DATA SUPPLIED Block Start

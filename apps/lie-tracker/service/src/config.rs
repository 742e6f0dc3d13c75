use std::env;
use std::net::SocketAddr;
use std::path::PathBuf;

use chrono::FixedOffset;
use clap::ValueEnum;
use thiserror::Error;
use tracing_subscriber::EnvFilter;

use crate::gap::{GapPolicy, WorkWindow, WorkdayZone};

const DEFAULT_BIND_ADDR: &str = "0.0.0.0:3000";
const DEFAULT_LOG_FILTER: &str = "info";
const DEFAULT_LOG_FORMAT: &str = "text";
const DEFAULT_PUBLIC_DIR: &str = "public";
const DEFAULT_DATA_PATH: &str = "data.json";
const DEFAULT_WORKDAY_START: &str = "08:00";
const DEFAULT_WORKDAY_END: &str = "17:00";
pub const DEFAULT_LEADERBOARD_LIMIT: usize = 10;

#[derive(Debug, Clone, Copy, PartialEq, Eq)]
pub enum LogFormat {
    Text,
    Json,
}

/// Which gap policy is in force. The workday window and zone live on [`Config`]
/// so switching kinds never loses them.
#[derive(Debug, Clone, Copy, Default, PartialEq, Eq, ValueEnum)]
pub enum GapPolicyKind {
    Raw,
    #[default]
    #[value(alias = "working-hours")]
    Workday,
}

#[derive(Debug, Clone)]
pub struct Config {
    pub bind_addr: SocketAddr,
    pub log_filter: String,
    pub log_format: LogFormat,
    pub public_dir: PathBuf,
    pub data_path: PathBuf,
    pub gap_policy_kind: GapPolicyKind,
    pub workday_window: WorkWindow,
    pub workday_zone: WorkdayZone,
    pub leaderboard_limit: usize,
}

#[derive(Debug, Error)]
pub enum ConfigError {
    #[error("invalid LIE_TRACKER_BIND_ADDR value '{value}': {source}")]
    InvalidBindAddr {
        value: String,
        source: std::net::AddrParseError,
    },
    #[error("invalid LIE_TRACKER_LOG_FILTER value '{value}': {source}")]
    InvalidLogFilter {
        value: String,
        source: tracing_subscriber::filter::ParseError,
    },
    #[error("invalid {variable} value '{value}': {message}")]
    InvalidValue {
        variable: &'static str,
        value: String,
        message: &'static str,
    },
}

impl Config {
    pub fn from_env() -> Result<Self, ConfigError> {
        Self::from_lookup(|name| env::var(name).ok())
    }

    /// Builds the config from `lookup`, which maps a variable name to its raw value.
    pub fn from_lookup<F>(lookup: F) -> Result<Self, ConfigError>
    where
        F: Fn(&str) -> Option<String>,
    {
        let non_blank_var = |name: &str| {
            lookup(name)
                .map(|value| value.trim().to_string())
                .filter(|value| !value.is_empty())
        };

        let bind_addr_raw = non_blank_var("LIE_TRACKER_BIND_ADDR")
            .unwrap_or_else(|| DEFAULT_BIND_ADDR.to_string());
        let bind_addr = parse_bind_addr(bind_addr_raw)?;

        let log_filter = non_blank_var("LIE_TRACKER_LOG_FILTER")
            .unwrap_or_else(|| DEFAULT_LOG_FILTER.to_string());
        if let Err(source) = EnvFilter::try_new(&log_filter) {
            return Err(ConfigError::InvalidLogFilter {
                value: log_filter,
                source,
            });
        }

        let log_format = parse_log_format(
            &non_blank_var("LIE_TRACKER_LOG_FORMAT")
                .unwrap_or_else(|| DEFAULT_LOG_FORMAT.to_string()),
        )?;

        let public_dir = non_blank_var("LIE_TRACKER_PUBLIC_DIR")
            .map(PathBuf::from)
            .unwrap_or_else(|| PathBuf::from(DEFAULT_PUBLIC_DIR));

        let data_path = non_blank_var("LIE_TRACKER_DATA_PATH")
            .map(PathBuf::from)
            .unwrap_or_else(|| PathBuf::from(DEFAULT_DATA_PATH));

        let workday_start = non_blank_var("LIE_TRACKER_WORKDAY_START")
            .unwrap_or_else(|| DEFAULT_WORKDAY_START.to_string());
        let workday_end = non_blank_var("LIE_TRACKER_WORKDAY_END")
            .unwrap_or_else(|| DEFAULT_WORKDAY_END.to_string());
        let workday_window = WorkWindow::new(
            parse_clock_minutes("LIE_TRACKER_WORKDAY_START", &workday_start)?,
            parse_clock_minutes("LIE_TRACKER_WORKDAY_END", &workday_end)?,
        )
        .ok_or(ConfigError::InvalidValue {
            variable: "LIE_TRACKER_WORKDAY_END",
            value: workday_end,
            message: "work window must end after it starts",
        })?;

        let workday_zone = match non_blank_var("LIE_TRACKER_WORKDAY_UTC_OFFSET") {
            Some(value) => WorkdayZone::Fixed(parse_utc_offset(&value)?),
            None => WorkdayZone::Local,
        };

        let gap_policy_kind = match non_blank_var("LIE_TRACKER_GAP_POLICY") {
            Some(value) => parse_gap_policy_kind(&value)?,
            None => GapPolicyKind::default(),
        };

        let leaderboard_limit = match non_blank_var("LIE_TRACKER_LEADERBOARD_LIMIT") {
            Some(value) => match value.parse::<usize>() {
                Ok(limit) if limit > 0 => limit,
                _ => {
                    return Err(ConfigError::InvalidValue {
                        variable: "LIE_TRACKER_LEADERBOARD_LIMIT",
                        value,
                        message: "expected a positive integer",
                    });
                }
            },
            None => DEFAULT_LEADERBOARD_LIMIT,
        };

        Ok(Self {
            bind_addr,
            log_filter,
            log_format,
            public_dir,
            data_path,
            gap_policy_kind,
            workday_window,
            workday_zone,
            leaderboard_limit,
        })
    }

    pub fn for_tests(public_dir: PathBuf, data_path: PathBuf) -> Self {
        Self {
            bind_addr: SocketAddr::from(([127, 0, 0, 1], 0)),
            log_filter: "debug".to_string(),
            log_format: LogFormat::Text,
            public_dir,
            data_path,
            gap_policy_kind: GapPolicyKind::Raw,
            workday_window: WorkWindow::default(),
            workday_zone: WorkdayZone::Local,
            leaderboard_limit: DEFAULT_LEADERBOARD_LIMIT,
        }
    }

    pub fn gap_policy(&self) -> GapPolicy {
        match self.gap_policy_kind {
            GapPolicyKind::Raw => GapPolicy::Raw,
            GapPolicyKind::Workday => GapPolicy::Workday {
                window: self.workday_window,
                zone: self.workday_zone,
            },
        }
    }
}

pub fn parse_bind_addr(value: String) -> Result<SocketAddr, ConfigError> {
    value
        .parse()
        .map_err(|source| ConfigError::InvalidBindAddr { value, source })
}

pub fn parse_log_format(value: &str) -> Result<LogFormat, ConfigError> {
    match value.trim().to_lowercase().as_str() {
        "text" | "pretty" => Ok(LogFormat::Text),
        "json" => Ok(LogFormat::Json),
        _ => Err(ConfigError::InvalidValue {
            variable: "LIE_TRACKER_LOG_FORMAT",
            value: value.to_string(),
            message: "expected 'text' or 'json'",
        }),
    }
}

pub fn parse_gap_policy_kind(value: &str) -> Result<GapPolicyKind, ConfigError> {
    GapPolicyKind::from_str(value.trim(), true).map_err(|_| ConfigError::InvalidValue {
        variable: "LIE_TRACKER_GAP_POLICY",
        value: value.to_string(),
        message: "expected 'raw' or 'workday'",
    })
}

/// Parses `HH:MM` into minutes after midnight. `24:00` is accepted as the end of day.
pub fn parse_clock_minutes(variable: &'static str, value: &str) -> Result<u32, ConfigError> {
    let invalid = || ConfigError::InvalidValue {
        variable,
        value: value.to_string(),
        message: "expected HH:MM between 00:00 and 24:00",
    };

    let (hours, minutes) = value.trim().split_once(':').ok_or_else(invalid)?;
    let hours = hours.parse::<u32>().map_err(|_| invalid())?;
    let minutes = minutes.parse::<u32>().map_err(|_| invalid())?;
    if minutes >= 60 || hours > 24 || (hours == 24 && minutes != 0) {
        return Err(invalid());
    }
    Ok(hours * 60 + minutes)
}

/// Parses `+HH:MM` / `-HH:MM` (or `Z`) into a fixed offset.
pub fn parse_utc_offset(value: &str) -> Result<FixedOffset, ConfigError> {
    let invalid = || ConfigError::InvalidValue {
        variable: "LIE_TRACKER_WORKDAY_UTC_OFFSET",
        value: value.to_string(),
        message: "expected an offset such as +02:00 or -05:30",
    };

    let trimmed = value.trim();
    if trimmed.eq_ignore_ascii_case("z") || trimmed.eq_ignore_ascii_case("utc") {
        return FixedOffset::east_opt(0).ok_or_else(invalid);
    }

    let (sign, rest) = match trimmed.split_at_checked(1) {
        Some(("+", rest)) => (1, rest),
        Some(("-", rest)) => (-1, rest),
        _ => return Err(invalid()),
    };
    let (hours, minutes) = rest.split_once(':').unwrap_or((rest, "0"));
    let hours = hours.parse::<i32>().map_err(|_| invalid())?;
    let minutes = minutes.parse::<i32>().map_err(|_| invalid())?;
    if !(0..24).contains(&hours) || !(0..60).contains(&minutes) {
        return Err(invalid());
    }
    FixedOffset::east_opt(sign * (hours * 3600 + minutes * 60)).ok_or_else(invalid)
}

DATA SUPPLIED Block End

# EXERCISE OBJECTIVE:
Each line containing the word "None" needs to be copied from the data above.

# TASK OUTPUT:
            None => WorkdayZone::Local,
            None => GapPolicyKind::default(),
            None => DEFAULT_LEADERBOARD_LIMIT,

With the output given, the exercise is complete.